Types of Adoptive Families You can Choose for Your Child
When you go through the adoption process and select a potential adoptive family for your child, it can be a big choice. After all, families can come from a variety of different backgrounds that stand apart from your own. You may encounter younger, older, same sex, single, partnered, or transracial adoptive parents. While that is not an all-inclusive list, it may help you start to think about the world you will find out there on your adoption journey with Adoption Choices of Colorado.

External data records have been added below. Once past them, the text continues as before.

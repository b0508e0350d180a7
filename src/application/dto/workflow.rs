//! Job graph for story illustrations
//!
//! The image server executes a node graph. Ours is fixed: load checkpoint,
//! encode positive and negative prompts, sample an empty latent, decode, save.
//! Node ids are strings because that is how the server keys them.

use serde_json::{json, Value};

use crate::domain::value_objects::ImageParams;

pub const SAMPLER_NODE: &str = "3";
pub const CHECKPOINT_NODE: &str = "4";
pub const LATENT_NODE: &str = "5";
pub const POSITIVE_PROMPT_NODE: &str = "6";
pub const NEGATIVE_PROMPT_NODE: &str = "7";
pub const VAE_DECODE_NODE: &str = "8";
pub const SAVE_IMAGE_NODE: &str = "9";

/// Parameters of one illustration job
#[derive(Debug, Clone, PartialEq)]
pub struct JobGraph {
    pub prompt: String,
    pub seed: u64,
    pub width: u32,
    pub height: u32,
}

impl JobGraph {
    /// Build the job for `prompt`
    ///
    /// A missing seed is drawn at random. Width and height are clamped to
    /// `settings.max_dimension` to keep GPU memory use bounded.
    pub fn story_illustration(
        settings: &ImageParams,
        prompt: impl Into<String>,
        seed: Option<u64>,
        width: u32,
        height: u32,
    ) -> Self {
        Self {
            prompt: prompt.into(),
            seed: seed.unwrap_or_else(rand::random::<u64>),
            width: width.min(settings.max_dimension),
            height: height.min(settings.max_dimension),
        }
    }

    /// Render the node graph in the server's wire format
    pub fn to_graph(&self, settings: &ImageParams) -> Value {
        json!({
            SAMPLER_NODE: {
                "inputs": {
                    "seed": self.seed,
                    "steps": settings.steps,
                    "cfg": settings.cfg,
                    "sampler_name": settings.sampler_name,
                    "scheduler": settings.scheduler,
                    "denoise": 1,
                    "model": [CHECKPOINT_NODE, 0],
                    "positive": [POSITIVE_PROMPT_NODE, 0],
                    "negative": [NEGATIVE_PROMPT_NODE, 0],
                    "latent_image": [LATENT_NODE, 0]
                },
                "class_type": "KSampler",
                "_meta": { "title": "KSampler" }
            },
            CHECKPOINT_NODE: {
                "inputs": { "ckpt_name": settings.checkpoint },
                "class_type": "CheckpointLoaderSimple",
                "_meta": { "title": "Load Checkpoint" }
            },
            LATENT_NODE: {
                "inputs": {
                    "width": self.width,
                    "height": self.height,
                    "batch_size": 1
                },
                "class_type": "EmptyLatentImage",
                "_meta": { "title": "Empty Latent Image" }
            },
            POSITIVE_PROMPT_NODE: {
                "inputs": {
                    "text": self.prompt,
                    "clip": [CHECKPOINT_NODE, 1]
                },
                "class_type": "CLIPTextEncode",
                "_meta": { "title": "CLIP Text Encode (Prompt)" }
            },
            NEGATIVE_PROMPT_NODE: {
                "inputs": {
                    "text": settings.negative_prompt,
                    "clip": [CHECKPOINT_NODE, 1]
                },
                "class_type": "CLIPTextEncode",
                "_meta": { "title": "CLIP Text Encode (Negative Prompt)" }
            },
            VAE_DECODE_NODE: {
                "inputs": {
                    "samples": [SAMPLER_NODE, 0],
                    "vae": [CHECKPOINT_NODE, 2]
                },
                "class_type": "VAEDecode",
                "_meta": { "title": "VAE Decode" }
            },
            SAVE_IMAGE_NODE: {
                "inputs": {
                    "filename_prefix": settings.filename_prefix,
                    "images": [VAE_DECODE_NODE, 0]
                },
                "class_type": "SaveImage",
                "_meta": { "title": "Save Image" }
            }
        })
    }
}
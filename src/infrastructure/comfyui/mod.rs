//! ComfyUI client for story illustrations

mod progress;

use async_trait::async_trait;
use reqwest::Client;
use serde::{Deserialize, Serialize};
use serde_json::Value;

use crate::application::ports::outbound::{
    GeneratedImage, HistoryResponse, ImageGenError, ImageGenPort, MemoryStats, ProgressStream,
};

/// Client for the ComfyUI HTTP API
pub struct ComfyUIClient {
    client: Client,
    base_url: String,
}

impl ComfyUIClient {
    pub fn new(base_url: &str) -> Self {
        Self {
            client: Client::new(),
            base_url: base_url.trim_end_matches('/').to_string(),
        }
    }

    async fn get_json(&self, path: &str) -> Result<Value, ImageGenError> {
        let response = self
            .client
            .get(format!("{}{}", self.base_url, path))
            .send()
            .await
            .map_err(request_failed)?;
        let response = check_status(response).await?;
        response.json().await.map_err(request_failed)
    }
}

fn request_failed(error: reqwest::Error) -> ImageGenError {
    ImageGenError::RequestFailed(error.to_string())
}

async fn check_status(response: reqwest::Response) -> Result<reqwest::Response, ImageGenError> {
    if response.status().is_success() {
        return Ok(response);
    }
    let status = response.status();
    let error_text = response
        .text()
        .await
        .unwrap_or_else(|_| "Unknown error".to_string());
    Err(ImageGenError::ApiError(format!("{}: {}", status, error_text)))
}

#[derive(Debug, Serialize)]
struct QueuePromptRequest<'a> {
    prompt: Value,
    client_id: &'a str,
}

#[derive(Debug, Deserialize)]
struct QueueResponse {
    prompt_id: String,
}

/// Free/total memory from a `/system_stats` document
///
/// The first GPU wins; servers without one report system RAM, either as
/// `system.ram_*` or `system.memory.*`.
fn memory_from_stats(stats: &Value) -> Option<MemoryStats> {
    let pair = |free: &Value, total: &Value| {
        Some(MemoryStats {
            free_bytes: free.as_u64()?,
            total_bytes: total.as_u64()?,
        })
    };

    if let Some(device) = stats["devices"].get(0) {
        if let Some(stats) = pair(&device["vram_free"], &device["vram_total"]) {
            return Some(stats);
        }
    }

    let system = &stats["system"];
    pair(&system["ram_free"], &system["ram_total"])
        .or_else(|| pair(&system["memory"]["free"], &system["memory"]["total"]))
}

/// Checkpoint names from `/object_info/CheckpointLoaderSimple`
fn checkpoints_from_object_info(info: &Value) -> Vec<String> {
    info["CheckpointLoaderSimple"]["input"]["required"]["ckpt_name"][0]
        .as_array()
        .map(|names| {
            names
                .iter()
                .filter_map(|name| name.as_str().map(str::to_string))
                .collect()
        })
        .unwrap_or_default()
}

#[async_trait]
impl ImageGenPort for ComfyUIClient {
    async fn queue_prompt(&self, graph: Value, client_id: &str) -> Result<String, ImageGenError> {
        let response = self
            .client
            .post(format!("{}/prompt", self.base_url))
            .json(&QueuePromptRequest {
                prompt: graph,
                client_id,
            })
            .send()
            .await
            .map_err(request_failed)?;
        let response = check_status(response).await?;

        let queued: QueueResponse = response.json().await.map_err(request_failed)?;
        tracing::debug!("Queued prompt {} for client {}", queued.prompt_id, client_id);
        Ok(queued.prompt_id)
    }

    async fn get_history(&self, prompt_id: &str) -> Result<HistoryResponse, ImageGenError> {
        let history = self.get_json(&format!("/history/{}", prompt_id)).await?;
        serde_json::from_value(history).map_err(|e| ImageGenError::ApiError(e.to_string()))
    }

    async fn get_image(&self, image: &GeneratedImage) -> Result<Vec<u8>, ImageGenError> {
        let response = self
            .client
            .get(format!("{}/view", self.base_url))
            .query(&[
                ("filename", image.filename.as_str()),
                ("subfolder", image.subfolder.as_str()),
                ("type", image.r#type.as_str()),
            ])
            .send()
            .await
            .map_err(request_failed)?;
        let response = check_status(response).await?;

        let bytes = response.bytes().await.map_err(request_failed)?;
        Ok(bytes.to_vec())
    }

    async fn memory_stats(&self) -> Result<Option<MemoryStats>, ImageGenError> {
        let stats = self.get_json("/system_stats").await?;
        Ok(memory_from_stats(&stats))
    }

    async fn list_checkpoints(&self) -> Result<Vec<String>, ImageGenError> {
        let info = self.get_json("/object_info/CheckpointLoaderSimple").await?;
        Ok(checkpoints_from_object_info(&info))
    }

    async fn health_check(&self) -> bool {
        match self
            .client
            .get(format!("{}/system_stats", self.base_url))
            .send()
            .await
        {
            Ok(response) => response.status().is_success(),
            Err(e) => {
                tracing::debug!("ComfyUI health check failed: {}", e);
                false
            }
        }
    }

    async fn watch_progress(&self, client_id: &str) -> Result<ProgressStream, ImageGenError> {
        progress::watch(&self.base_url, client_id).await
    }
}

Let’s take a look at some different family identities and characteristics, remembering that who someone is isn’t nearly as important as how they will love and take care of your child. Difference is okay, so don’t let it scare you off. Focus more on finding an adoptive family who shares your best values.
Younger Adoptive Families
A younger couple wanting to adopt, either starting a family for the first time or with young children already, may be more appealing to a birth mother. States do set age requirements for an adoptive parent. States have different age restrictions, with some allowing adoption to parents as young as 18 years old. There are many states that require adoptive parents to be at least 21. Younger couples wanting to adopt have pros and cons worth considering for birth parents. Your adoption professional can discuss those with your while searching for available adoptive parents. Here are a few things to consider when searching for younger adoptive couples. Younger couples may be more physically capable to manage a baby; Younger couples might have another young child or two, giving an adopted child sibling close in age to bond with; Younger couples likely have more years of their lives to spend with a child.
Older Adoptive Families
The preference for a middle aged or older couple likely comes from wanting an adoptive couple with more life experience than a younger couple. Here are some pros of choosing an older adoptive couple: Older couples may have more experience with raising children that are now out on their own; An older couple may have established careers or even be winding down their professional lives, allowing for more time to focus on a child; The emotional stability of an older couple having gone through more in their personal lives might make them more prepared to take on an adoption. Finding the right adoptive family that meets all of your requirements, such as financial security, emotional readiness and being physically able to keep up with a child, may land you on adoptive parents in the 35+ years-old range. A middle-aged or older adoptive couple could potentially present you with the best of both worlds.
LGBTQ+ Adoptive Parents
If you’ve seen Modern Family, you probably do not need an explanation about how LGBTQ+ parents can be great everyday caretakers and guardians. There is, unfortunately, a lot of stigma around the same sex community in general, but having an LGBTQ+ identity does not make anyone a bad parent. If anything, for the large majority of adoptive families, it can make them more accepting. Having your child grow up in a home that is accepting of a variety of identities could be hugely beneficial for their mental health.
Straight Adoptive Parents
Single, Partnered, or Married Adoptive Parents
While there are certainly single parents out there in the world who struggle, keep in mind that there are married parents who also struggle. Being single, married or in a domestic relationship does not necessarily mean that you are better off. In that same strain of thought, having a single parent or married parents can also both be great outcomes for your child. As a single parent, bonding and undivided attention might benefit your child. Although, “It takes a village to raise a child,” single parents may need to rely on others to help in caring for their children. However, even two-parent families have difficulties balancing parenthood, work, hobbies, and relationships.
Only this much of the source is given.